When the ship berthed in Port Moresby we were met by hundreds of Papuans, a handsome lot, except that their ears looked a little moth-eaten due to the fashion of cutting holes in them. The older people had red teeth from chewing betel nut with calcium.’ Most of the men wore a ‘lap-lap’ which was a piece of cloth tied around the waist that went down to the knees. If that wasn’t odd enough the white men wore shorts, with long socks to the knee and normal shoes. It all looked most strange to southern eyes.
Key Largo was an old movie of the time and the Port Moresby Hotel, where we stayed a few nights, had a flavour of the Florida Keys. The room was in a sort of drowsy half-light to keep it cool; ceiling fans rotated slowly and did very little but disturb the hot and humid air around us; plantation shutters on the windows added to the semi-darkness; and a large, white mosquito net was tied up in a bundle hanging above the bed. We were given strange fruit to eat; paw-paw and mango were not available in 1962 Sydney.

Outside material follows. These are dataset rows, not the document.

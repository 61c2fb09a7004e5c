// SPDX-License-Identifier: MPL-2.0
// This Source Code Form is subject to the terms of the Mozilla Public
// License, v. 2.0. If a copy of the MPL was not distributed with this
// file, You can obtain one at https://mozilla.org/MPL/2.0/.

//! Integration tests for the pump run cycle, driven through the in-memory host.
//!
//! All tests run on a paused tokio clock so timer deadlines are exact.

use std::sync::Arc;
use std::time::Duration;

use chrono::{DateTime, TimeDelta, Utc};
use recirc_pump::clock::RuntimeClock;
use recirc_pump::host::{Characteristic, CharacteristicValue, InMemoryHost, ServiceHandle};
use recirc_pump::{AccessoryRecord, PumpAccessory, PumpConfig};
use tokio::time::sleep;

const ACTIVE: CharacteristicValue = CharacteristicValue::UInt8(1);
const INACTIVE: CharacteristicValue = CharacteristicValue::UInt8(0);
const IN_USE: CharacteristicValue = CharacteristicValue::UInt8(1);
const NOT_IN_USE: CharacteristicValue = CharacteristicValue::UInt8(0);

fn anchor() -> DateTime<Utc> {
    DateTime::from_timestamp(1_750_000_000, 0).unwrap()
}

/// Builds a pump whose clock reads `anchor()` at paused time zero.
fn setup() -> (Arc<InMemoryHost>, PumpAccessory<InMemoryHost>) {
    let host = Arc::new(InMemoryHost::new());
    let record = AccessoryRecord::new("Recirculation Pump");
    host.register_accessory(record.id());

    let pump = PumpAccessory::builder(Arc::clone(&host), &record)
        .with_config(PumpConfig::default())
        .with_clock(Arc::new(RuntimeClock::anchored_at(anchor())))
        .build()
        .unwrap();
    (host, pump)
}

fn read(host: &InMemoryHost, service: &ServiceHandle, key: Characteristic) -> CharacteristicValue {
    host.read(service, key).unwrap().unwrap()
}

fn activate(host: &InMemoryHost, service: &ServiceHandle) {
    host.write(service, Characteristic::Active, ACTIVE).unwrap();
}

fn assert_running(host: &InMemoryHost, service: &ServiceHandle) {
    assert_eq!(read(host, service, Characteristic::Active), ACTIVE);
    assert_eq!(read(host, service, Characteristic::InUse), IN_USE);
}

fn assert_idle(host: &InMemoryHost, service: &ServiceHandle) {
    assert_eq!(read(host, service, Characteristic::Active), INACTIVE);
    assert_eq!(read(host, service, Characteristic::InUse), NOT_IN_USE);
}

// ============================================================================
// Single Activation
// ============================================================================

mod single_activation {
    use super::*;

    #[tokio::test(start_paused = true)]
    async fn fresh_pump_is_idle() {
        let (host, pump) = setup();
        assert_idle(&host, pump.service());
        assert_eq!(pump.last_run(), anchor());
    }

    #[tokio::test(start_paused = true)]
    async fn idle_until_engagement_delay() {
        let (host, pump) = setup();
        activate(&host, pump.service());
        assert_idle(&host, pump.service());

        sleep(Duration::from_millis(999)).await;
        assert_idle(&host, pump.service());

        sleep(Duration::from_millis(2)).await;
        assert_running(&host, pump.service());
    }

    #[tokio::test(start_paused = true)]
    async fn shuts_off_after_shutoff_delay() {
        let (host, pump) = setup();
        activate(&host, pump.service());

        sleep(Duration::from_millis(119_999)).await;
        assert_running(&host, pump.service());

        sleep(Duration::from_millis(2)).await;
        assert_idle(&host, pump.service());
    }

    #[tokio::test(start_paused = true)]
    async fn last_run_is_engagement_time() {
        let (host, pump) = setup();
        sleep(Duration::from_millis(250)).await;
        activate(&host, pump.service());

        sleep(Duration::from_millis(500)).await;
        assert_eq!(pump.last_run(), anchor());

        sleep(Duration::from_millis(600)).await;
        assert!(pump.is_on());
        assert_eq!(pump.last_run(), anchor() + TimeDelta::milliseconds(1250));
    }

    #[tokio::test(start_paused = true)]
    async fn last_run_survives_shutoff() {
        let (host, pump) = setup();
        activate(&host, pump.service());

        sleep(Duration::from_millis(121_000)).await;
        assert!(!pump.is_on());
        assert_eq!(pump.last_run(), anchor() + TimeDelta::milliseconds(1000));
    }

    #[tokio::test(start_paused = true)]
    async fn written_value_is_ignored() {
        let (host, pump) = setup();
        host.write(pump.service(), Characteristic::Active, INACTIVE)
            .unwrap();

        sleep(Duration::from_millis(1001)).await;
        assert_running(&host, pump.service());
    }

    #[tokio::test(start_paused = true)]
    async fn valve_type_is_constant() {
        let (host, pump) = setup();
        let label = CharacteristicValue::from("Recirculation Pump");
        assert_eq!(read(&host, pump.service(), Characteristic::ValveType), label);

        activate(&host, pump.service());
        sleep(Duration::from_millis(1001)).await;
        assert_eq!(read(&host, pump.service(), Characteristic::ValveType), label);

        sleep(Duration::from_millis(120_000)).await;
        assert_eq!(read(&host, pump.service(), Characteristic::ValveType), label);
    }
}

// ============================================================================
// Overlapping Activations
// ============================================================================

mod overlapping_activations {
    use super::*;

    #[tokio::test(start_paused = true)]
    async fn first_shutoff_wins() {
        let (host, pump) = setup();
        activate(&host, pump.service());
        sleep(Duration::from_millis(500)).await;
        activate(&host, pump.service());

        sleep(Duration::from_millis(119_499)).await;
        assert_running(&host, pump.service());

        // T = 120001: the first activation's shutoff has fired
        sleep(Duration::from_millis(2)).await;
        assert_idle(&host, pump.service());

        // T = 120499: the second shutoff is still pending, pump stays off
        sleep(Duration::from_millis(498)).await;
        assert_idle(&host, pump.service());

        sleep(Duration::from_millis(2)).await;
        assert_idle(&host, pump.service());
    }

    #[tokio::test(start_paused = true)]
    async fn reactivation_restamps_last_run() {
        let (host, pump) = setup();
        activate(&host, pump.service());
        sleep(Duration::from_millis(5000)).await;
        assert_eq!(pump.last_run(), anchor() + TimeDelta::milliseconds(1000));

        activate(&host, pump.service());
        sleep(Duration::from_millis(1001)).await;
        assert_eq!(pump.last_run(), anchor() + TimeDelta::milliseconds(6000));
    }

    #[tokio::test(start_paused = true)]
    async fn stale_shutoff_clears_newer_run() {
        let (host, pump) = setup();
        activate(&host, pump.service());

        // Re-activate late in the first window; the new run is cut short
        sleep(Duration::from_millis(110_000)).await;
        activate(&host, pump.service());
        sleep(Duration::from_millis(1001)).await;
        assert!(pump.is_on());

        sleep(Duration::from_millis(9000)).await;
        assert!(!pump.is_on());
    }
}

// ============================================================================
// Logging
// ============================================================================

mod logging {
    use super::*;

    #[tokio::test(start_paused = true)]
    async fn reads_and_writes_are_logged() {
        let (host, pump) = setup();
        read(&host, pump.service(), Characteristic::Active);
        read(&host, pump.service(), Characteristic::InUse);
        read(&host, pump.service(), Characteristic::ValveType);
        activate(&host, pump.service());

        assert_eq!(
            host.debug_messages(),
            vec![
                "Checking if pump is active".to_string(),
                "Checking if pump is in use".to_string(),
                "Getting Valve Type".to_string(),
                "Setting pump to 1".to_string(),
            ]
        );
    }
}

We went by boat, the ‘Motorina’, along the south coast of Papua, with civilisation and 1962 modernity disappearing behind us. In some places there were lovely little white-sand beaches, in others the bush and mangroves grew down to the sea’s edge. One evening we visited a lady in her jungle house;bamboo floors, rattan walls, and holes for windows. These people were comfortable sitting on the floor, legs out in front, but it was a bit of a problem for me.
Mamai was a beautiful plantation set among tropical hills. Planted to rubber trees, coconut trees and cocoa plants. At the time we thought it must have been a goldmine to its owners, but on reading The Plantation Dream[2] I've learned that most of those plantations were not profitable at all as they could not compete with wider world markets that were less isolated and were serviced by regular transport.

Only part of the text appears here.